## Problem statement
Up to and including the line that contains "pub async fn", return every line from the start of the data, unchanged.

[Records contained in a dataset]
· · · ·

impl Broker {
    #[allow(clippy::too_many_arguments)]
    pub fn new(
        config: HermesConfig,
        clock: Arc<ReferenceClock>,
        bus: LocalBus,
        keyboard: Arc<KeyboardHub>,
        metrics: MetricsCollector,
        nodes: Vec<NodeHandle>,
        status_rx: mpsc::Receiver<NodeStatus>,
        storage: StorageEngine,
        storage_events: mpsc::UnboundedReceiver<StorageEvent>,
        local_nodes: Vec<NodeDescriptor>,
    ) -> Self {
        Self {
            config,
            clock,
            bus,
            keyboard,
            metrics,
            nodes,
            status_rx,
            storage,
            storage_events,
            local_nodes,
        }
    }

    /// Runs the broker to completion, through every lifecycle phase.
    pub async fn run(self) -> RunOutcome {
        let Broker {
            config,
            clock,
            bus,
            keyboard,
            metrics,
            mut nodes,
            mut status_rx,
            storage,
            mut storage_events,
            local_nodes,
        } = self;
        let local_streams: Vec<StreamSpec> = local_nodes
            .iter()
            .flat_map(|n| n.output_streams.iter().cloned())
            .collect();

        let broker_id = config.broker_id.clone();
        let mut phase = BrokerPhase::Boot;
        let mut summary = RunSummary {
            session_id: None,
            drain_reason: String::new(),
            unflushed: 0,
            lost_peers: Vec::new(),
            counters: Vec::new(),
        };

        macro_rules! fail {
            ($err:expr) => {{
                let err = $err;
                error!(broker_id = %broker_id, phase = phase.name(), error = %err, "session failed");
                summary.counters = metrics.snapshot();
                for node in &mut nodes {
                    let _ = node.request(NodeCommand::Abort).await;
                    node.force_stop();
                }
                keyboard.post_shutdown();
                return RunOutcome {
                    summary,
                    error: Some(err),
                };
            }};
        }

        // BOOT: bind the local endpoints and start the listeners.
        let (control_tx, mut control_rx) = mpsc::channel::<ControlEvent>(256);
        let control_listener = match TcpListener::bind(&config.control_addr).await {
            Ok(l) => l,
            Err(e) => fail!(HermesError::Config(format!(
                "cannot bind control endpoint {}: {}",
                config.control_addr, e
            ))),
        };
        let data_listener = match TcpListener::bind(&config.data_addr).await {
            Ok(l) => l,
            Err(e) => fail!(HermesError::Config(format!(
                "cannot bind data endpoint {}: {}",
                config.data_addr, e
            ))),
        };
        spawn_control_listener(control_listener, control_tx);
        spawn_data_listener(data_listener, bus.clone());

        let descriptor = crate::transport::BrokerDescriptor {
            broker_id: broker_id.clone(),
            control_addr: config.control_addr.clone(),
            data_addr: config.data_addr.clone(),
            clock_eligible: config.clock_eligible,
            local_nodes: local_nodes.clone(),
        };
        let mut peers: HashMap<String, PeerEntry> = config
            .peers
            .iter()
            .map(|p| {
                (
                    p.broker_id.clone(),
                    PeerEntry {
                        config: p.clone(),
                        control: None,
                        data: None,
                        announced: None,
                        sync_ok: false,
                        ready: false,
                        alive: true,
                    },
                )
            })
            .collect();
        let mut pending: VecDeque<ControlMessage> = VecDeque::new();

        phase = phase.transition(BrokerEvent::BootCompleted).expect("boot exit");
        info!(broker_id = %broker_id, peers = peers.len(), "entering discovery");

        // DISCOVER: announce to every configured peer and await quorum.
        let discover_deadline =
            Instant::now() + Duration::from_millis(config.sync.discover_timeout_ms);
        if let Err(e) = discover(
            &broker_id,
            &clock,
            &descriptor,
            &mut peers,
            &mut control_rx,
            &mut pending,
            discover_deadline,
        )
        .await
        {
            fail!(e);
        }
        phase = phase.transition(BrokerEvent::QuorumReached).expect("discover exit");

        // SYNC: elect the reference clock and reach the offset barrier.
        let candidates: Vec<(String, bool)> = peers
            .values()
            .map(|p| {
                (
                    p.config.broker_id.clone(),
                    p.announced.as_ref().map(|d| d.clock_eligible).unwrap_or(false),
                )
            })
            .collect();
        let elected = match elect_reference(&broker_id, config.clock_eligible, &candidates) {
            Ok(id) => id,
            Err(e) => fail!(e),
        };
        info!(broker_id = %broker_id, reference = %elected, "reference clock elected");
        let sync_deadline = Instant::now() + Duration::from_millis(config.sync.sync_timeout_ms);
        if let Err(e) = sync_clocks(
            &broker_id,
            &clock,
            &elected,
            &mut peers,
            &mut control_rx,
            &mut pending,
            sync_deadline,
        )
        .await
        {
            fail!(e);
        }
        phase = phase.transition(BrokerEvent::SyncCompleted).expect("sync exit");

        // Peer data links come up before any publishing starts.
        for peer in peers.values_mut() {
            let addr = peer
                .announced
                .as_ref()
                .map(|d| d.data_addr.clone())
                .unwrap_or_else(|| peer.config.data_addr.clone());
            match DataLink::dial(&addr).await {
                Ok(link) => peer.data = Some(Arc::new(link)),
                Err(e) => fail!(HermesError::Transport(format!(
                    "cannot open data link to {}: {}",
                    peer.config.broker_id, e
                ))),
            }
        }

        // READY: local nodes first, then the peer barrier.
        let mut dead_nodes: Vec<String> = Vec::new();
        for i in 0..nodes.len() {
            let node_id = nodes[i].node_id.clone();
            let detail = match nodes[i].request(NodeCommand::Prepare).await {
                Ok(NodeReply::Accepted(NodeState::Ready)) => continue,
                Ok(NodeReply::Rejected(msg)) => msg,
                Ok(other) => format!("unexpected reply {:?}", other),
                Err(e) => e.to_string(),
            };
            match config.on_node_error {
                NodeErrorPolicy::FailHost => {
                    broadcast(&broker_id, &clock, &peers, ControlKind::Error {
                        message: format!("node {} failed: {}", node_id, detail),
                    })
                    .await;
                    fail!(HermesError::Device {
                        node_id,
                        message: detail,
                    });
                }
                NodeErrorPolicy::Degrade => {
                    warn!(node_id = %node_id, detail = %detail, "degrading without node");
                    dead_nodes.push(node_id);
                }
            }
        }
        broadcast(&broker_id, &clock, &peers, ControlKind::Ready).await;
        let ready_deadline = Instant::now() + Duration::from_millis(config.sync.sync_timeout_ms);
        let early_start = match ready_barrier(
            &elected,
            &mut peers,
            &mut control_rx,
            &mut pending,
            ready_deadline,
        )
        .await
        {
            Ok(start) => start,
            Err(e) => fail!(e),
        };
        phase = phase.transition(BrokerEvent::AllReady).expect("ready exit");

        // RUN entry: the reference broker stamps the session; everyone
        // else adopts the stamp from its START broadcast.
        let mut all_streams = local_streams.clone();
        for peer in peers.values() {
            if let Some(desc) = &peer.announced {
                all_streams.extend(desc.streams().cloned());
            }
        }
        let mut participating: Vec<String> = std::iter::once(broker_id.clone())
            .chain(peers.keys().cloned())
            .collect();
        participating.sort();

        let session = if elected == broker_id {
            let session = Session {
                session_id: Uuid::new_v4().to_string(),
                started_at_reference_ns: clock.reference_time_ns(),
                participating_brokers: participating,
                streams: all_streams,
            };
            broadcast(&broker_id, &clock, &peers, ControlKind::Start {
                session_id: session.session_id.clone(),
                started_at_reference_ns: session.started_at_reference_ns,
            })
            .await;
            session
        } else {
            let start = match early_start {
                Some(start) => Ok(start),
                None => {
                    let deadline =
                        Instant::now() + Duration::from_millis(config.sync.sync_timeout_ms);
                    await_start(&elected, &mut control_rx, &mut pending, deadline).await
                }
            };
            match start {
                Ok((session_id, started_at_reference_ns)) => Session {
                    session_id,
                    started_at_reference_ns,
                    participating_brokers: participating,
                    streams: all_streams,
                },
                Err(e) => fail!(e),
            }
        };
        summary.session_id = Some(session.session_id.clone());
        info!(
            broker_id = %broker_id,
            session_id = %session.session_id,
            started_at_reference_ns = session.started_at_reference_ns,
            "session running"
        );
        broadcast(&broker_id, &clock, &peers, ControlKind::Status {
            phase: BrokerPhase::Run.name().to_string(),
            detail: session.session_id.clone(),
        })
        .await;

        let storage_handle = match storage.start(
            session.clone(),
            config.experiment.clone(),
            config.digest(),
        ) {
            Ok(handle) => handle,
            Err(e) => fail!(e),
        };

        let links: Vec<(String, Arc<DataLink>)> = peers
            .iter()
            .filter_map(|(id, p)| p.data.as_ref().map(|l| (id.clone(), Arc::clone(l))))
            .collect();
        let proxy = spawn_proxy(&bus, links);

        let session = Arc::new(session);
        for i in 0..nodes.len() {
            let node_id = nodes[i].node_id.clone();
            if dead_nodes.contains(&node_id) {
                continue;
            }
            let detail = match nodes[i].request(NodeCommand::Start(Arc::clone(&session))).await {
                Ok(NodeReply::Accepted(_)) => continue,
                Ok(NodeReply::Rejected(msg)) => msg,
                Err(e) => e.to_string(),
            };
            warn!(node_id = %node_id, error = %detail, "node failed to start");
            match config.on_node_error {
                NodeErrorPolicy::FailHost => {
                    proxy.abort();
                    fail!(HermesError::Device {
                        node_id,
                        message: detail,
                    });
                }
                NodeErrorPolicy::Degrade => dead_nodes.push(node_id),
            }
        }

        // RUN: serve events until something requests the drain.
        let trigger = run_loop(
            &config,
            &keyboard,
            &mut control_rx,
            &mut pending,
            &mut status_rx,
            &mut storage_events,
            &mut peers,
            &mut summary.lost_peers,
        )
        .await;
        summary.drain_reason = trigger.reason();
        phase = phase.transition(BrokerEvent::DrainRequested).expect("run exit");
        info!(broker_id = %broker_id, reason = %summary.drain_reason, "entering drain");

        // DRAIN: unblock the keyboard reader, tell the peers, stop
        // producers first, let everyone else empty their queues.
        keyboard.post_shutdown();
        if !matches!(trigger, DrainTrigger::PeerDrain(_)) {
            broadcast(&broker_id, &clock, &peers, ControlKind::Drain {
                reason: summary.drain_reason.clone(),
            })
            .await;
        }

        let drain_deadline =
            Instant::now() + Duration::from_millis(config.storage.drain_deadline_ms);
        drain_nodes(&mut nodes, &dead_nodes, &mut status_rx, drain_deadline).await;

        let remaining = drain_deadline.saturating_duration_since(Instant::now());
        let report = storage_handle.drain(remaining.max(Duration::from_millis(1))).await;
        summary.unflushed = report.unflushed;
        if report.deadline_hit {
            warn!(
                unflushed = report.unflushed,
                "drain deadline expired, unflushed samples discarded"
            );
        }
        phase = phase.transition(BrokerEvent::DrainCompleted).expect("drain exit");

        // STOP: tear everything down and report.
        broadcast(&broker_id, &clock, &peers, ControlKind::Stop).await;
        proxy.abort();
        for node in &mut nodes {
            node.force_stop();
        }
        let mut storage_handle = storage_handle;
        if let Err(e) = storage_handle.join() {
            warn!(error = %e, "storage shutdown reported an error");
        }
        summary.counters = metrics.snapshot();
        debug_assert!(phase.is_terminal() || phase == BrokerPhase::Stop);
        info!(broker_id = %broker_id, session_id = ?summary.session_id, "session stopped");

        RunOutcome {
            summary,
            error: trigger.error(),
        }
    }
}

· · · ·

## Exercise solution
impl Broker {
    #[allow(clippy::too_many_arguments)]
    pub fn new(
        config: HermesConfig,
        clock: Arc<ReferenceClock>,
        bus: LocalBus,
        keyboard: Arc<KeyboardHub>,
        metrics: MetricsCollector,
        nodes: Vec<NodeHandle>,
        status_rx: mpsc::Receiver<NodeStatus>,
        storage: StorageEngine,
        storage_events: mpsc::UnboundedReceiver<StorageEvent>,
        local_nodes: Vec<NodeDescriptor>,
    ) -> Self {
        Self {
            config,
            clock,
            bus,
            keyboard,
            metrics,
            nodes,
            status_rx,
            storage,
            storage_events,
            local_nodes,
        }
    }

    /// Runs the broker to completion, through every lifecycle phase.
    pub async fn run(self) -> RunOutcome {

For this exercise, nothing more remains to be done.